It’s a little-known fact that members of our favourite family of plants – the cacti – are frequently in danger from the public. Cacti-carers in botanic gardens are hush-hush about it, lest it draws attention to the fact and encourages copy-cat acts, but that doesn’t stop dozens of public displays of succulents, many of them valuable (and some rare) from being attacked each year by vandals and thieves. There are several reasons why it happens, but the occurrence is so frequent that botanic garden displays of cacti are often created from potted specimens embedded in a mulch of decorative pebbles. This is so that, when a succulent is disfigured, it can quickly be removed and replaced by another.
One professional cacti-caretaker attributes the damage to the endearing look of many cacti, with those that display ‘human-like hair’ being particularly attractive to the public. “It’s not uncommon to walk through our indoor displays and find that someone has stuck self-adhesive craft eyes to one of the plants. When the stickers are removed, they often take some of the ‘hairs’ with them, damaging the skin of the cacti which then allows disease to invade.”
The so inviting thick coating of ‘hairs’ are modified spines designed to protect the plant from frost and potentially damaging sun. The white hairs reflect back the heat while the dense layer they form traps air and provides the plant with insulation against the cold.
Vandals also target succulents because their fleshy stems are easy to sever or pierce with a sharp instrument, and their smooth surface invites the carving of initials. While the wounds will heal, providing fungal disease doesn’t set in, the scars increase in size as the cacti grows. In national parks featuring cacti, a vandal’s damage can remain visible for decades or even longer.
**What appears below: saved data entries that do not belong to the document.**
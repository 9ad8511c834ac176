//! Resource identities and the per-context liveness [`Registry`].
//!
//! A [`Handle`] is a plain `Copy` value: the driver's raw name, the kind of
//! object it names, a generation, and the [`ContextId`] of the context that
//! created it. Live/deleted status is not stored in the handle but in the
//! owning context's [`Registry`], so every copy of a handle observes a
//! deletion.
//!
//! Drivers are free to hand out a deleted name again. The registry bumps
//! the generation of a name each time it is reissued, so a stale copy of
//! the old handle keeps failing with [`HandleError::Deleted`] instead of
//! silently aliasing the new object.

use std::collections::HashMap;
use std::fmt;
use std::sync::atomic::{AtomicU64, Ordering};

use thiserror::Error;

/// Process-unique identity of a [`Context`](crate::context::Context).
#[derive(Debug, Clone, Copy, PartialEq, Eq, Hash, PartialOrd, Ord)]
pub struct ContextId(u64);

impl ContextId {
    pub(crate) fn next() -> Self {
        static NEXT: AtomicU64 = AtomicU64::new(1);
        Self(NEXT.fetch_add(1, Ordering::Relaxed))
    }

    pub fn raw(self) -> u64 {
        self.0
    }
}

impl fmt::Display for ContextId {
    fn fmt(&self, f: &mut fmt::Formatter<'_>) -> fmt::Result {
        write!(f, "#{}", self.0)
    }
}

#[derive(Debug, Clone, Copy, PartialEq, Eq, Hash, PartialOrd, Ord)]
pub enum ResourceKind {
    ArrayBuffer,
    IndexBuffer,
    Texture2D,
    TextureCube,
    Renderbuffer,
    Framebuffer,
    Shader,
    Program,
}

impl fmt::Display for ResourceKind {
    fn fmt(&self, f: &mut fmt::Formatter<'_>) -> fmt::Result {
        let name = match self {
            ResourceKind::ArrayBuffer => "array buffer",
            ResourceKind::IndexBuffer => "index buffer",
            ResourceKind::Texture2D => "2D texture",
            ResourceKind::TextureCube => "cube texture",
            ResourceKind::Renderbuffer => "renderbuffer",
            ResourceKind::Framebuffer => "framebuffer",
            ResourceKind::Shader => "shader",
            ResourceKind::Program => "program",
        };
        f.write_str(name)
    }
}

/// Opaque identity of a driver-side object.
///
/// The raw name `0` is the null handle, as in GL.
#[derive(Debug, Clone, Copy, PartialEq, Eq, Hash)]
pub struct Handle {
    raw: u32,
    generation: u32,
    kind: ResourceKind,
    context: ContextId,
}

impl Handle {
    /// The null handle of `kind`. Every operation given it fails with
    /// [`HandleError::Null`].
    pub fn null(kind: ResourceKind, context: ContextId) -> Self {
        Self {
            raw: 0,
            generation: 0,
            kind,
            context,
        }
    }

    /// The driver name of the object.
    pub fn raw(self) -> u32 {
        self.raw
    }

    pub fn kind(self) -> ResourceKind {
        self.kind
    }

    /// The context that created the object.
    pub fn context(self) -> ContextId {
        self.context
    }

    pub fn is_null(self) -> bool {
        self.raw == 0
    }
}

impl fmt::Display for Handle {
    fn fmt(&self, f: &mut fmt::Formatter<'_>) -> fmt::Result {
        write!(f, "{} {} (context {})", self.kind, self.raw, self.context)
    }
}

/// Trait for types that name a driver-side object.
///
/// Blanket impls cover `&T`, so both owned wrappers and borrows of them
/// satisfy the bound.
pub trait ResourceHandle {
    fn handle(&self) -> Handle;
}

impl ResourceHandle for Handle {
    fn handle(&self) -> Handle {
        *self
    }
}

impl<T> ResourceHandle for &T
where
    T: ResourceHandle + ?Sized,
{
    fn handle(&self) -> Handle {
        (*self).handle()
    }
}

#[derive(Debug, Error, Clone, Copy, PartialEq, Eq)]
pub enum HandleError {
    #[error("Null {kind} handle")]
    Null { kind: ResourceKind },

    #[error(
        "{kind} {raw} belongs to context {owner}, not the current context \
         {current}"
    )]
    WrongContext {
        kind: ResourceKind,
        raw: u32,
        owner: ContextId,
        current: ContextId,
    },

    #[error("{kind} {raw} has already been deleted")]
    Deleted { kind: ResourceKind, raw: u32 },
}

#[derive(Debug)]
struct Entry {
    generation: u32,
    live: bool,
}

/// Live/deleted status of every handle issued by one context.
#[derive(Debug)]
pub struct Registry {
    context: ContextId,
    entries: HashMap<(ResourceKind, u32), Entry>,
}

impl Registry {
    pub fn new(context: ContextId) -> Self {
        Self {
            context,
            entries: HashMap::new(),
        }
    }

    pub fn context(&self) -> ContextId {
        self.context
    }

    /// Record a freshly generated driver name as a live handle.
    ///
    /// Returns `None` if `raw` is the null name or is already live, both of
    /// which mean the driver broke its naming contract.
    pub fn allocate(&mut self, kind: ResourceKind, raw: u32) -> Option<Handle> {
        if raw == 0 {
            return None;
        }
        let entry = self.entries.entry((kind, raw)).or_insert(Entry {
            generation: 0,
            live: false,
        });
        if entry.live {
            return None;
        }
        entry.generation = entry.generation.wrapping_add(1);
        entry.live = true;
        Some(Handle {
            raw,
            generation: entry.generation,
            kind,
            context: self.context,
        })
    }

    pub fn check_live(&self, handle: Handle) -> Result<(), HandleError> {
        if handle.is_null() {
            return Err(HandleError::Null { kind: handle.kind });
        }
        if handle.context != self.context {
            return Err(HandleError::WrongContext {
                kind: handle.kind,
                raw: handle.raw,
                owner: handle.context,
                current: self.context,
            });
        }
        match self.entries.get(&(handle.kind, handle.raw)) {
            Some(entry) if entry.live && entry.generation == handle.generation => {
                Ok(())
            }
            _ => Err(HandleError::Deleted {
                kind: handle.kind,
                raw: handle.raw,
            }),
        }
    }

    /// Mark `handle` deleted. Irreversible.
    pub fn delete(&mut self, handle: Handle) -> Result<(), HandleError> {
        self.check_live(handle)?;
        if let Some(entry) = self.entries.get_mut(&(handle.kind, handle.raw)) {
            entry.live = false;
        }
        Ok(())
    }

    pub fn is_live(&self, handle: Handle) -> bool {
        self.check_live(handle).is_ok()
    }

    pub fn live_count(&self, kind: ResourceKind) -> usize {
        self.entries
            .iter()
            .filter(|((k, _), entry)| *k == kind && entry.live)
            .count()
    }
}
Cacti are also the target of thieves. With many being shallow-rooted, the plants are easy to dig up, and there exists a serious market for them. With demand for cacti from collectors to landscapers and those who want to create ‘instant gardens’ in cafes and homes, cacti theft is on the rise. The problem has become so severe that in some national parks around the world, cacti are now micro-chipped in the same way that pets are. And then there is the demand from the underworld for the succulent ‘blue agave’ (agave azul) (which contains the main ingredient of tequila), and by would-be drug manufacturers for the peyote cacti (native to Mexico) and the San Pedro (native to Peru), both of which are a source of the naturally-occurring psychedelic substance mescaline.
None of which means we should eschew growing cacti in our own gardens. However, in the same way lovers of the beautiful and colourful ‘opium’ poppy papaver somniferum have learned the hard way to hide their plantings in their back yards, cacti-lovers would be well advised to create their displays indoors or to keep them well hidden behind hedges or walls. If the worst does happen, and your cacti are attacked, act quickly to douse the wounds in horticultural sulphur, and protect raw cuts from rain until they harden over.